Leading rugby union referee Nigel Owens feels a shift in attitude is required in football to ensure greater respect is shown to officials.
Owens – widely regarded as rugby’s premier law-enforcer – is involved in Tissot’s #RespectTheRef campaign, intended to highlight the importance of mutual courtesy being shown on the field.
The Welshman insists rugby “cannot take the moral high ground” over football, but highlighted the touchline conduct of Liverpool manager Jurgen Klopp during his side’s 1-1 draw with Chelsea at Anfield on January 31, and the reaction it provoked, as a point of concern.
After goalkeeper Simon Mignolet had saved a penalty from Diego Costa, Klopp shouted in the face of fourth official Neil Swarbrick – an incident for which he subsequently apologised.
Owens told Omnisport: “What hope have you got of telling the kids in school or telling the kids through the [Football Association’s] Respect campaign to respect people, when they’re looking at a manager ranting at the fourth official?
“I think commentators can take responsibility as well. I was watching Match of the Day and it was the Liverpool-Chelsea game where Klopp was shouting at the fourth official, right in his face after the penalty.
“The camera panned in on him really shouting into the fourth official’s face, totally unacceptable behaviour, and then the commentator said: ‘Tensions are high, that’s understandable’.
“And I thought, well, it’s not understandable. What the commentator should have said is: ‘Tensions may be high, but that behaviour is something we don’t condone and that’s unacceptable – there should be a sign of respect’.
“That, to me, sums it all up. If they want to change attitudes [in football] then that’s where it needs to start, at the top end of the game.”
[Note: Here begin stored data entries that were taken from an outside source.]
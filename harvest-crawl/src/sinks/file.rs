//! JSON-lines file sink
//!
//! Appends each record as one JSON line to
//! `<root>/<site_id>/<YYYY-MM-DD>.jsonl` (date of `fetched_at`, UTC).

use async_trait::async_trait;
use harvest_core::domain::record::CrawlRecord;
use std::path::{Path, PathBuf};
use tokio::io::AsyncWriteExt;
use tokio::sync::Mutex;

use crate::error::SinkError;
use crate::sink::StorageSink;

pub struct JsonlFileSink {
    root: PathBuf,
    // Whole-line appends from concurrent jobs must not interleave.
    write_lock: Mutex<()>,
}

impl JsonlFileSink {
    /// Creates a sink rooted at `root`
    ///
    /// The directory is created lazily on first write.
    pub fn new(root: impl Into<PathBuf>) -> Self {
        Self {
            root: root.into(),
            write_lock: Mutex::new(()),
        }
    }

    pub fn root(&self) -> &Path {
        &self.root
    }

    /// File a record is appended to
    pub fn path_for(&self, record: &CrawlRecord) -> PathBuf {
        self.root
            .join(sanitize(&record.site_id))
            .join(format!("{}.jsonl", record.fetched_at.format("%Y-%m-%d")))
    }

    fn io_error(&self, source: std::io::Error) -> SinkError {
        SinkError::Io {
            sink: self.name().to_string(),
            source,
        }
    }
}

/// Keeps site ids from escaping the sink root
fn sanitize(site_id: &str) -> String {
    site_id
        .chars()
        .map(|c| if c.is_ascii_alphanumeric() || c == '-' || c == '_' { c } else { '_' })
        .collect()
}

#[async_trait]
impl StorageSink for JsonlFileSink {
    fn name(&self) -> &str {
        "jsonl-file"
    }

    async fn write(&self, record: &CrawlRecord) -> Result<(), SinkError> {
        let mut line = serde_json::to_string(record).map_err(|source| SinkError::Serialize {
            sink: self.name().to_string(),
            source,
        })?;
        line.push('\n');

        let path = self.path_for(record);

        let _guard = self.write_lock.lock().await;

        if let Some(parent) = path.parent() {
            tokio::fs::create_dir_all(parent)
                .await
                .map_err(|e| self.io_error(e))?;
        }

        let mut file = tokio::fs::OpenOptions::new()
            .create(true)
            .append(true)
            .open(&path)
            .await
            .map_err(|e| self.io_error(e))?;

        file.write_all(line.as_bytes())
            .await
            .map_err(|e| self.io_error(e))?;
        file.flush().await.map_err(|e| self.io_error(e))?;

        Ok(())
    }
}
Owens continued: “There are a lot of things that rugby can learn from football and there are a lot of things that rugby can do better and needs to do better. There’s much more thuggery in rugby than there is in football. Thankfully, those incidents are now few and far between, but this type of behaviour does happen in rugby still and that’s why I say rugby can’t take the moral high ground.
“But I think even the most ardent football supporter would agree that one thing rugby does lead the way on is its inclusiveness to all in the sport and its respect.
“The FA is doing a lot of good work in schools, with the Respect campaign and things like this, but unless they start it right at the top, so the young people looking up to their heroes see that they behave in a respectful way on the field, then it’s not going to have the effect it would otherwise.
“Football has more influence on people in everyday life than any other sport in the world and with that comes a responsibility for everybody involved in the sport at the top end of the game. If they really want to make a mark on respect, they’ve got to start at the top of the game and with a zero-tolerance approach.”